Available data:
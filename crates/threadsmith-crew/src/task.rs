// Task value objects and their runtime outputs

use threadsmith_core::{OutputKind, Review, RunInputs, TaskEntry, ThreadCandidate, ViralScore};

/// One unit of work in the pipeline, bound to an agent.
#[derive(Debug, Clone)]
pub struct TaskSpec {
    /// Stable config key (e.g., "write_thread").
    pub key: String,
    /// Instruction template. May contain `{topic}`, `{platform}`, and
    /// `{target_audience}` placeholders.
    pub description: String,
    /// Prose description of the expected result, shown to the agent.
    pub expected_output: String,
    /// Key of the agent that executes this task.
    pub agent: String,
    /// Keys of earlier tasks whose outputs this task consumes.
    pub context: Vec<String>,
    /// The record shape the task must emit.
    pub output: OutputKind,
}

impl TaskSpec {
    /// Builds a task from its config record.
    #[must_use]
    pub fn new(key: impl Into<String>, entry: &TaskEntry) -> Self {
        Self {
            key: key.into(),
            description: entry.description.clone(),
            expected_output: entry.expected_output.clone(),
            agent: entry.agent.clone(),
            context: entry.context.clone(),
            output: entry.output,
        }
    }

    /// Interpolates the run inputs into the instruction template.
    #[must_use]
    pub fn render_description(&self, inputs: &RunInputs) -> String {
        self.description
            .replace("{topic}", &inputs.topic)
            .replace("{platform}", &inputs.platform)
            .replace("{target_audience}", &inputs.target_audience)
    }
}

/// The typed result one task produced at runtime.
#[derive(Debug, Clone)]
pub enum TaskOutput {
    /// Free-form text (research notes).
    Text(String),
    /// Drafted thread candidates.
    Candidates(Vec<ThreadCandidate>),
    /// Index-aligned virality scores.
    Scores(Vec<ViralScore>),
    /// The judge's verdict.
    Review(Review),
}

impl TaskOutput {
    /// Which declared shape this output satisfies.
    #[must_use]
    pub fn kind(&self) -> OutputKind {
        match self {
            Self::Text(_) => OutputKind::Text,
            Self::Candidates(_) => OutputKind::ThreadCandidates,
            Self::Scores(_) => OutputKind::ViralScores,
            Self::Review(_) => OutputKind::Review,
        }
    }

    /// Renders the output for inclusion in a downstream task's prompt.
    #[must_use]
    pub fn render(&self) -> String {
        match self {
            Self::Text(text) => text.clone(),
            Self::Candidates(candidates) => {
                serde_json::to_string_pretty(candidates).unwrap_or_default()
            }
            Self::Scores(scores) => serde_json::to_string_pretty(scores).unwrap_or_default(),
            Self::Review(review) => serde_json::to_string_pretty(review).unwrap_or_default(),
        }
    }
}
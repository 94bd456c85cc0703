//! Scripted model for driving pipeline tests.
//!
//! Plays back a fixed queue of canned responses, one per call, and records
//! every conversation it was shown so tests can assert on prompt contents.
//! Once the queue is empty further calls fail, which catches runs that make
//! more model calls than the test scripted for.

use async_trait::async_trait;
use std::collections::VecDeque;
use std::sync::{Mutex, PoisonError};
use threadsmith_abstraction::{
    ChatMessage, Model, ModelError, ModelParameters, ModelResponse,
};
use tracing::debug;

/// A `Model` that returns pre-scripted responses in order.
#[derive(Debug)]
pub struct ScriptedModel {
    id: String,
    responses: Mutex<VecDeque<String>>,
    calls: Mutex<Vec<Vec<ChatMessage>>>,
}

impl ScriptedModel {
    /// Creates a scripted model that will answer with `responses` in order.
    #[must_use]
    pub fn new(responses: Vec<String>) -> Self {
        Self {
            id: "scripted".to_string(),
            responses: Mutex::new(responses.into()),
            calls: Mutex::new(Vec::new()),
        }
    }

    /// Number of scripted responses not yet consumed.
    pub fn remaining(&self) -> usize {
        self.responses.lock().unwrap_or_else(PoisonError::into_inner).len()
    }

    /// The conversations passed to this model so far, in call order.
    pub fn recorded_calls(&self) -> Vec<Vec<ChatMessage>> {
        self.calls.lock().unwrap_or_else(PoisonError::into_inner).clone()
    }

    fn next_response(&self, call_index: usize) -> Result<String, ModelError> {
        self.responses
            .lock()
            .unwrap_or_else(PoisonError::into_inner)
            .pop_front()
            .ok_or_else(|| {
                ModelError::Response(format!(
                    "script exhausted: no response queued for call {}",
                    call_index + 1
                ))
            })
    }
}

#[async_trait]
impl Model for ScriptedModel {
    async fn generate_text(
        &self,
        prompt: &str,
        parameters: Option<ModelParameters>,
    ) -> Result<ModelResponse, ModelError> {
        let messages = vec![ChatMessage::user(prompt)];
        self.generate_chat_completion(&messages, parameters).await
    }

    async fn generate_chat_completion(
        &self,
        messages: &[ChatMessage],
        _parameters: Option<ModelParameters>,
    ) -> Result<ModelResponse, ModelError> {
        let call_index = {
            let mut calls = self.calls.lock().unwrap_or_else(PoisonError::into_inner);
            calls.push(messages.to_vec());
            calls.len() - 1
        };

        debug!(
            model_id = %self.id,
            call_index,
            message_count = messages.len(),
            "ScriptedModel playing back response"
        );

        let content = self.next_response(call_index)?;

        Ok(ModelResponse { content, model_id: Some(self.id.clone()), usage: None })
    }

    fn model_id(&self) -> &str {
        &self.id
    }
}

#[cfg(test)]
mod tests {
    use super::*;

    #[tokio::test]
    async fn test_scripted_model_plays_responses_in_order() {
        let model = ScriptedModel::new(vec!["first".to_string(), "second".to_string()]);

        let a = model.generate_text("one", None).await.unwrap();
        let b = model.generate_text("two", None).await.unwrap();

        assert_eq!(a.content, "first");
        assert_eq!(b.content, "second");
        assert_eq!(model.remaining(), 0);
    }

    #[tokio::test]
    async fn test_scripted_model_errors_when_exhausted() {
        let model = ScriptedModel::new(vec!["only".to_string()]);

        model.generate_text("one", None).await.unwrap();
        let err = model.generate_text("two", None).await.unwrap_err();

        assert!(matches!(err, ModelError::Response(_)));
    }

    #[tokio::test]
    async fn test_scripted_model_records_conversations() {
        let model = ScriptedModel::new(vec!["ok".to_string()]);

        let messages =
            vec![ChatMessage::system("you are a judge"), ChatMessage::user("score this")];
        model.generate_chat_completion(&messages, None).await.unwrap();

        let calls = model.recorded_calls();
        assert_eq!(calls.len(), 1);
        assert_eq!(calls[0][0].role, "system");
        assert!(calls[0][1].content.contains("score this"));
    }
}
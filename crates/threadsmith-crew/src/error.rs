// Error types for crew assembly and execution

use thiserror::Error;
use threadsmith_core::OutputKind;

/// Result type for crew operations
pub type Result<T> = std::result::Result<T, CrewError>;

/// Crew errors
#[derive(Debug, Error)]
pub enum CrewError {
    /// Configuration error (fatal at startup)
    #[error("configuration error: {0}")]
    Config(#[from] threadsmith_core::ConfigError),

    /// A Result Schema invariant was violated
    #[error("schema violation: {0}")]
    Schema(#[from] threadsmith_core::SchemaError),

    /// The underlying model call failed
    #[error("model error: {0}")]
    Model(#[from] threadsmith_abstraction::ModelError),

    /// A task is wired to an agent that does not exist
    #[error("task '{task}' is assigned to unknown agent '{agent}'")]
    UnknownAgent {
        /// Task key
        task: String,
        /// The missing agent key
        agent: String,
    },

    /// An agent is granted a tool that was not provided
    #[error("agent '{agent}' is granted unknown tool '{tool}'")]
    UnknownTool {
        /// Agent key
        agent: String,
        /// The missing tool name
        tool: String,
    },

    /// A task depends on a task that does not run before it
    #[error("task '{task}' depends on '{dependency}' which does not run before it")]
    ContextOrder {
        /// Task key
        task: String,
        /// The out-of-order dependency key
        dependency: String,
    },

    /// A task's config declares a different output shape than the pipeline requires
    #[error("task '{task}' must declare output '{expected}', found '{declared}'")]
    WrongOutputKind {
        /// Task key
        task: String,
        /// The shape the fixed pipeline requires
        expected: OutputKind,
        /// The shape the config declared
        declared: OutputKind,
    },

    /// The model requested a tool its agent does not hold
    #[error("tool '{tool}' is not available to task '{task}'")]
    ToolUnavailable {
        /// Task key
        task: String,
        /// Requested tool name
        tool: String,
    },

    /// Invalid tool arguments
    #[error("invalid arguments for tool '{tool}': {reason}")]
    InvalidToolArguments {
        /// Tool name
        tool: String,
        /// Reason why arguments are invalid
        reason: String,
    },

    /// Tool invocation failed (network, auth, provider error)
    #[error("tool '{tool}' failed: {message}")]
    ToolFailed {
        /// Tool name
        tool: String,
        /// Failure detail
        message: String,
    },

    /// A task's reply did not conform to its declared output shape
    #[error("task '{task}' produced malformed '{expected}' output: {reason}")]
    MalformedTaskOutput {
        /// Task key
        task: String,
        /// The declared shape
        expected: OutputKind,
        /// Parse or validation failure detail
        reason: String,
    },

    /// A task kept requesting tools past the iteration cap
    #[error("task '{task}' exceeded {limit} tool iterations")]
    ToolIterationsExceeded {
        /// Task key
        task: String,
        /// The configured cap
        limit: usize,
    },

    /// The whole run exceeded its time budget
    #[error("run timed out after {0} seconds")]
    Timeout(u64),

    /// JSON error
    #[error("JSON error: {0}")]
    Json(#[from] serde_json::Error),
}
//! Model abstraction layer for Threadsmith.
//!
//! Defines the `Model` trait the crew runner speaks to, plus the message,
//! parameter, and response types shared by every provider implementation.

use async_trait::async_trait;
use serde::{Deserialize, Serialize};
use thiserror::Error;

/// An error returned while talking to a language model provider.
#[derive(Error, Debug, Clone, PartialEq, Eq, Serialize, Deserialize)]
pub enum ModelError {
    /// The HTTP request itself failed (network, TLS, malformed request).
    #[error("request error: {0}")]
    Request(String),

    /// The provider answered with an error payload or unusable response.
    #[error("provider response error: {0}")]
    Response(String),

    /// Serializing the request or deserializing the response failed.
    #[error("serialization error: {0}")]
    Serialization(String),

    /// The provider requires an API key that is not configured.
    #[error("missing API key for provider '{provider}' (set {env_var})")]
    MissingApiKey {
        /// The provider name (e.g. "anthropic", "openai").
        provider: String,
        /// Environment variable the key is read from.
        env_var: String,
    },

    /// The requested provider is unknown or not compiled in.
    #[error("unsupported model provider: {0}")]
    UnsupportedProvider(String),

    /// Provider quota exceeded or rate limit hit (hard stop).
    #[error("provider '{provider}' quota exceeded: {message}")]
    QuotaExceeded {
        /// Provider that reported the limit.
        provider: String,
        /// Status or error text reported by the provider.
        message: String,
    },
}

/// One message in a chat conversation.
#[derive(Debug, Clone, PartialEq, Eq, Serialize, Deserialize)]
pub struct ChatMessage {
    /// The role of the sender: "system", "user", or "assistant".
    pub role: String,
    /// The message text.
    pub content: String,
}

impl ChatMessage {
    /// Creates a system message.
    #[must_use]
    pub fn system(content: impl Into<String>) -> Self {
        Self { role: "system".to_string(), content: content.into() }
    }

    /// Creates a user message.
    #[must_use]
    pub fn user(content: impl Into<String>) -> Self {
        Self { role: "user".to_string(), content: content.into() }
    }

    /// Creates an assistant message.
    #[must_use]
    pub fn assistant(content: impl Into<String>) -> Self {
        Self { role: "assistant".to_string(), content: content.into() }
    }
}

/// Sampling parameters for a generation request.
#[derive(Debug, Clone, Serialize, Deserialize)]
pub struct ModelParameters {
    /// Sampling temperature, between 0 and 2. Higher values take more risks.
    pub temperature: Option<f32>,

    /// Nucleus sampling: consider tokens within `top_p` probability mass.
    pub top_p: Option<f32>,

    /// Maximum number of tokens to generate.
    pub max_tokens: Option<u32>,

    /// Sequences where the provider stops generating further tokens.
    pub stop_sequences: Option<Vec<String>>,
}

impl Default for ModelParameters {
    fn default() -> Self {
        // Thread drafts and reviews run long; 512 tokens truncates them.
        Self {
            temperature: Some(0.7),
            top_p: Some(1.0),
            max_tokens: Some(2048),
            stop_sequences: None,
        }
    }
}

/// The response from a generation request.
#[derive(Debug, Clone, Serialize, Deserialize)]
pub struct ModelResponse {
    /// The generated text.
    pub content: String,

    /// The model that produced the response, when the provider reports it.
    pub model_id: Option<String>,

    /// Token accounting, when the provider reports it.
    pub usage: Option<ModelUsage>,
}

/// Token usage for one request.
#[derive(Debug, Clone, PartialEq, Eq, Serialize, Deserialize)]
pub struct ModelUsage {
    /// Tokens in the prompt.
    pub prompt_tokens: u32,

    /// Tokens in the completion.
    pub completion_tokens: u32,

    /// Total tokens billed.
    pub total_tokens: u32,
}

/// A language model the pipeline can delegate reasoning to.
///
/// Implementations must be `Send + Sync`; the runner shares one model across
/// all tasks of a run behind an `Arc`.
#[async_trait]
pub trait Model: Send + Sync {
    /// Generates a completion for a single free-form prompt.
    ///
    /// # Errors
    /// Returns a `ModelError` if the provider call fails.
    async fn generate_text(
        &self,
        prompt: &str,
        parameters: Option<ModelParameters>,
    ) -> Result<ModelResponse, ModelError>;

    /// Generates the next assistant turn for a conversation.
    ///
    /// # Errors
    /// Returns a `ModelError` if the provider call fails.
    async fn generate_chat_completion(
        &self,
        messages: &[ChatMessage],
        parameters: Option<ModelParameters>,
    ) -> Result<ModelResponse, ModelError>;

    /// Returns the identifier of the underlying model.
    fn model_id(&self) -> &str;
}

Action item:
After reading each line of the data, give only the number of lines that include the word "declared".

Result of this exercise:
6